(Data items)
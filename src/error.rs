use thiserror::Error;

#[derive(Error, Debug)]
pub enum AmbitError {
    #[error("Configuration error: {0}")]
    Configuration(String),
    #[error("Write conflict: {0}")]
    Conflict(String),
    #[error("Not found: {0}")]
    NotFound(String),
    #[error("Cardinality violation: {origin} matched {found} rows where exactly one was required")]
    Cardinality { origin: String, found: usize },
    #[error("Invalid argument: {0}")]
    Argument(String),
    #[error("Mapping error{}: {message}", .entity.as_deref().map(|e| format!(" ({e})")).unwrap_or_default())]
    Mapping { message: String, entity: Option<String> },
    #[error("Persistence error: {0}")]
    Persistence(String),
    #[error("Unit of work {0} has already been released")]
    Released(u64),
    #[error("Lock poisoned: {0}")]
    Lock(String),
}

pub type Result<T> = std::result::Result<T, AmbitError>;

impl AmbitError {
    pub fn mapping(message: impl Into<String>, entity: Option<&str>) -> Self {
        Self::Mapping { message: message.into(), entity: entity.map(str::to_owned) }
    }
    /// The only class the core turns into a normal return value.
    pub fn is_conflict(&self) -> bool {
        matches!(self, Self::Conflict(_))
    }
    /// Configuration and argument errors are bugs in the calling code, never data problems.
    pub fn is_programming_error(&self) -> bool {
        matches!(self, Self::Configuration(_) | Self::Argument(_) | Self::Released(_))
    }
}

// Helper conversions
impl From<rusqlite::Error> for AmbitError {
    fn from(e: rusqlite::Error) -> Self { Self::Persistence(e.to_string()) }
}
impl From<config::ConfigError> for AmbitError {
    fn from(e: config::ConfigError) -> Self { Self::Configuration(e.to_string()) }
}
impl From<serde_json::Error> for AmbitError {
    fn from(e: serde_json::Error) -> Self { Self::mapping(e.to_string(), None) }
}
impl<T> From<std::sync::PoisonError<T>> for AmbitError {
    fn from(e: std::sync::PoisonError<T>) -> Self { Self::Lock(e.to_string()) }
}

YOUR INSTRUCTIONS: What lines above contain "matches"? Copy them out.

REPLY TO THE EXERCISE:
        matches!(self, Self::Conflict(_))
        matches!(self, Self::Configuration(_) | Self::Argument(_) | Self::Released(_))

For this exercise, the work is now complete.